Texto: Jazmín Ramos
Imagen: Shinkai, Makoto (2013), Kotonoha No Niwa

 

Cuando pensamos en poesía japonesa lo primero que nos viene a la mente es el Haikú, aquel poema breve de 5-7-5 sílabas; sin embargo, Japón cultivó otras formas de poesía que han perdurado de manera distinta en occidente, el tanka es una de ellas.

Traído desde China (al igual que muchas otras formas artísticas en Japón), el tanka es un tipo de poesía compuesto por versos de 5-7-5-7-7, es de esta forma que proviene el haikú, aunque a diferencia de este, no está limitado a evocaciones sobre la naturaleza o las estaciones, ya que puede abordar cualquier temática.

Durante los inicios de la escritura en Japón (en la era Heian), los amantes hicieron uso de esta forma poética para comunicarse, valiéndose de figuras que solo ellos eran capaces de descifrar o al menos de contextualizar. Aquel que enviaba el poema esperaba una contestación, es así que puede observarse cómo muchos tankas asemejan una conversación.

Es importante hablar de que la escritura japonesa actual viene de la corte, era utilizada por las mujeres que no tenían acceso a una educación igualitaria a la masculina, pues los hombres (que podían ir al exterior) escribían en chino. Es así que las primeras recopilaciones de poesía en japonés están escritas mayoritariamente por mujeres y sus amantes, muchos de ellos de clase media-baja.

En occidente, poetas como Octavio Paz y Jorge Luis Borges cultivaron el Tanka, al igual que múltiples poetas en lengua inglesa, consolidándose así como una de las formas poéticas japonesas más cultivadas fuera del país del sol naciente.

En series animadas y películas, como Chihayafuru, Dokyuusei o Kotonoha no Niwa, podemos observar algunos tankas famosos.
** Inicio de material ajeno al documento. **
//! Isolated host
//!
//! Wraps a [`PlatformHost`] with a private backing store: a fresh
//! [`ResourceIdentity`] names the catalog, a [`LifecycleSequencer`] creates it
//! during PreInit and drops it during Finalize.

use crate::config::ServerConfig;
use crate::error::{HostError, Result};
use crate::host::{Host, HostBuilder, PlatformHost};
use async_trait::async_trait;
use isohost_core::descriptor::{ConnectionDescriptor, EngineDescriptor};
use isohost_core::identity::{DEFAULT_CATALOG_PREFIX, ResourceIdentity};
use isohost_core::platform::{Platform, Subscription};
use isohost_core::sequencer::{LifecycleSequencer, SequencerState};
use std::net::SocketAddr;
use std::sync::Arc;
use tokio_util::sync::CancellationToken;
use uuid::Uuid;

/// How an isolated host picks its store
#[derive(Debug, Clone)]
pub struct IsolationSettings {
    /// Use this identity instead of generating one
    pub identity: Option<ResourceIdentity>,
    /// Prefix of generated catalog names
    pub catalog_prefix: String,
}

impl Default for IsolationSettings {
    fn default() -> Self {
        Self {
            identity: None,
            catalog_prefix: DEFAULT_CATALOG_PREFIX.to_string(),
        }
    }
}

impl IsolationSettings {
    /// Settings taken from `[isolation]`
    pub fn from_config(config: &ServerConfig) -> Self {
        Self {
            identity: None,
            catalog_prefix: config.isolation.catalog_prefix.clone(),
        }
    }

    /// Point the host at a known identity
    pub fn with_identity(mut self, identity: ResourceIdentity) -> Self {
        self.identity = Some(identity);
        self
    }
}

/// Outcome of disposing an isolated host
#[derive(Debug, Default)]
pub struct DisposeReport {
    /// Whether Finalize reached the sequencer through the host
    pub finalized_by_host: bool,
    /// Errors recorded while tearing the store down
    pub teardown_errors: Vec<isohost_core::Error>,
}

impl DisposeReport {
    /// Whether teardown completed without errors
    pub fn is_clean(&self) -> bool {
        self.teardown_errors.is_empty()
    }
}

/// A platform host that owns a private backing store
pub struct IsolatedHost {
    host: Option<PlatformHost>,
    identity: ResourceIdentity,
    descriptor: ConnectionDescriptor,
    sequencer: Arc<LifecycleSequencer>,
    subscriptions: Vec<Subscription>,
    disposed: bool,
}

impl IsolatedHost {
    /// Build the host and subscribe its sequencer without starting it
    pub fn create(builder: HostBuilder, settings: IsolationSettings) -> Self {
        let engine = builder.config().engine_descriptor();
        let install = builder.config().install_settings();
        let host = builder.build();

        let identity = settings
            .identity
            .unwrap_or_else(|| ResourceIdentity::with_prefix(&settings.catalog_prefix));
        let descriptor = ConnectionDescriptor::new(engine, identity.derived_name());

        let sequencer = Arc::new(LifecycleSequencer::new(
            descriptor.clone(),
            host.platform(),
            install,
        ));
        let subscriptions = LifecycleSequencer::subscribe(&sequencer, host.platform().lifecycle());

        tracing::debug!("Created isolated host for catalog '{}'", identity);
        Self {
            host: Some(host),
            identity,
            descriptor,
            sequencer,
            subscriptions,
            disposed: false,
        }
    }

    /// Build, subscribe and start
    ///
    /// When start fails the host is disposed before the error is returned.
    pub async fn start_new(builder: HostBuilder, settings: IsolationSettings) -> Result<Self> {
        let mut host = Self::create(builder, settings);
        if let Err(e) = host.start(CancellationToken::new()).await {
            let report = host.dispose();
            for err in &report.teardown_errors {
                tracing::warn!("Teardown after failed start: {}", err);
            }
            return Err(e);
        }
        Ok(host)
    }

    /// Catalog-qualified connection string of the private store
    pub fn connection_string(&self) -> String {
        self.descriptor.connection_string()
    }

    /// Generated identifier
    pub fn identifier(&self) -> Uuid {
        self.identity.id()
    }

    /// Identity of the private store
    pub fn identity(&self) -> &ResourceIdentity {
        &self.identity
    }

    /// Name of the private catalog
    pub fn catalog_name(&self) -> &str {
        self.descriptor.catalog_name()
    }

    /// Engine the private catalog lives on
    pub fn engine_descriptor(&self) -> &EngineDescriptor {
        self.descriptor.engine_view()
    }

    /// Base URL of the running host
    pub fn base_url(&self) -> Option<String> {
        self.local_addr().map(|addr| format!("http://{}", addr))
    }

    /// Platform of the wrapped host, until disposal
    pub fn platform(&self) -> Option<&Platform> {
        self.host.as_ref().map(PlatformHost::platform)
    }

    /// Where the sequencer is in the lifecycle
    pub fn sequencer_state(&self) -> SequencerState {
        self.sequencer.state()
    }

    /// Whether the store has been dropped
    pub fn is_released(&self) -> bool {
        self.sequencer.state() == SequencerState::Finalized
    }

    /// Release subscriptions, the wrapped host and the store
    ///
    /// Subscriptions are released before the host is dropped. If Finalize
    /// never reached the sequencer the store is dropped here. Never fails;
    /// teardown errors are returned in the report.
    pub fn dispose(&mut self) -> DisposeReport {
        if self.disposed {
            return DisposeReport::default();
        }
        self.disposed = true;

        if let Some(host) = self.host.take() {
            let lifecycle = host.platform().lifecycle();
            for subscription in self.subscriptions.drain(..) {
                lifecycle.unsubscribe(subscription);
            }
            drop(host);
        }

        let finalized_by_host = self.sequencer.state() == SequencerState::Finalized;
        if !finalized_by_host {
            tracing::debug!(
                "Finalize never delivered for '{}'; tearing down directly",
                self.identity
            );
            self.sequencer.teardown();
        }

        let report = DisposeReport {
            finalized_by_host,
            teardown_errors: self.sequencer.take_teardown_errors(),
        };
        tracing::debug!("Disposed isolated host '{}'", self.identity);
        report
    }
}

#[async_trait]
impl Host for IsolatedHost {
    async fn start(&self, cancel: CancellationToken) -> Result<()> {
        match &self.host {
            Some(host) => host.start(cancel).await,
            None => Err(HostError::Disposed),
        }
    }

    async fn stop(&self, cancel: CancellationToken) -> Result<()> {
        match &self.host {
            Some(host) => host.stop(cancel).await,
            None => Ok(()),
        }
    }

    fn local_addr(&self) -> Option<SocketAddr> {
        self.host.as_ref().and_then(|h| h.local_addr())
    }
}

impl Drop for IsolatedHost {
    fn drop(&mut self) {
        let report = self.dispose();
        for err in report.teardown_errors {
            tracing::warn!("Teardown error while dropping isolated host: {}", err);
        }
    }
}

#[cfg(test)]
mod tests {
    use super::*;
    use isohost_core::config::keys;
    use isohost_core::testing::TestContext;

    fn builder(ctx: &TestContext) -> HostBuilder {
        HostBuilder::new(
            ServerConfig::default()
                .with_engine_address(ctx.address())
                .with_setting(keys::TEST_LICENSE_KEY, "DOMAIN:localhost"),
        )
    }

    #[test]
    fn test_create_subscribes_every_phase() {
        let ctx = TestContext::new();
        let mut host = IsolatedHost::create(builder(&ctx), IsolationSettings::default());

        let lifecycle = host.platform().unwrap().lifecycle().clone();
        for phase in isohost_core::platform::LifecyclePhase::ALL {
            assert_eq!(lifecycle.subscriber_count(phase), 1);
        }
        assert!(host.catalog_name().starts_with("ISO_TEST_"));
        assert!(host.connection_string().contains(host.catalog_name()));

        let report = host.dispose();
        assert!(report.is_clean());
        assert!(!report.finalized_by_host);
        for phase in isohost_core::platform::LifecyclePhase::ALL {
            assert_eq!(lifecycle.subscriber_count(phase), 0);
        }
        assert!(host.is_released());
    }

    #[test]
    fn test_identity_from_settings() {
        let ctx = TestContext::new();
        let identity = ResourceIdentity::with_prefix("FIXED_");
        let host = IsolatedHost::create(
            builder(&ctx),
            IsolationSettings::default().with_identity(identity.clone()),
        );
        assert_eq!(host.identifier(), identity.id());
        assert_eq!(host.catalog_name(), identity.derived_name());
    }

    #[tokio::test]
    async fn test_dispose_without_stop_drops_store() {
        let ctx = TestContext::new();
        let mut host = IsolatedHost::start_new(builder(&ctx), IsolationSettings::default())
            .await
            .unwrap();
        let engine = isohost_core::engine::LocalEngine::connect(&ctx.address()).unwrap();
        assert!(engine.catalog_exists(host.catalog_name()));

        let report = host.dispose();
        assert!(report.is_clean());
        assert!(!report.finalized_by_host);
        assert!(!engine.catalog_exists(host.catalog_name()));

        // Second disposal is a no-op
        assert!(host.dispose().is_clean());
    }

    #[tokio::test]
    async fn test_start_after_dispose_fails() {
        let ctx = TestContext::new();
        let mut host = IsolatedHost::create(builder(&ctx), IsolationSettings::default());
        host.dispose();

        assert!(matches!(
            host.start(CancellationToken::new()).await,
            Err(HostError::Disposed)
        ));
        assert!(host.platform().is_none());
        assert!(host.local_addr().is_none());
    }
}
A continuación, les anotamos un par, junto con títulos para adentrarse en la poesía japonesa.

 

CAMPOS DE OTOÑO

Campos de otoño
la choza, humilde choza,
con su techo de paja,
y mis mangas mojándose,
noche tras noche, de rocío

 

Emperador Tenji, incluido en Cien poetas, cien poemas.
Hyakunin Isshu (Antología de poesía clásica japonesa)
(Ediciones Hiperión, Madrid, 2004, trad. De José María Bermejo y Teresa Herrero)

 

 

(1) Un trueno lejano,
el cielo nublado,
en caso de que llueva,
¿te quedarás a mi lado?

 

(2) Un trueno lejano,
el cielo nublado,
aunque no llueva,
me quedaré a tu lado.

Manyoushuu (万葉集) vol. 11, versos 2514 – 2513.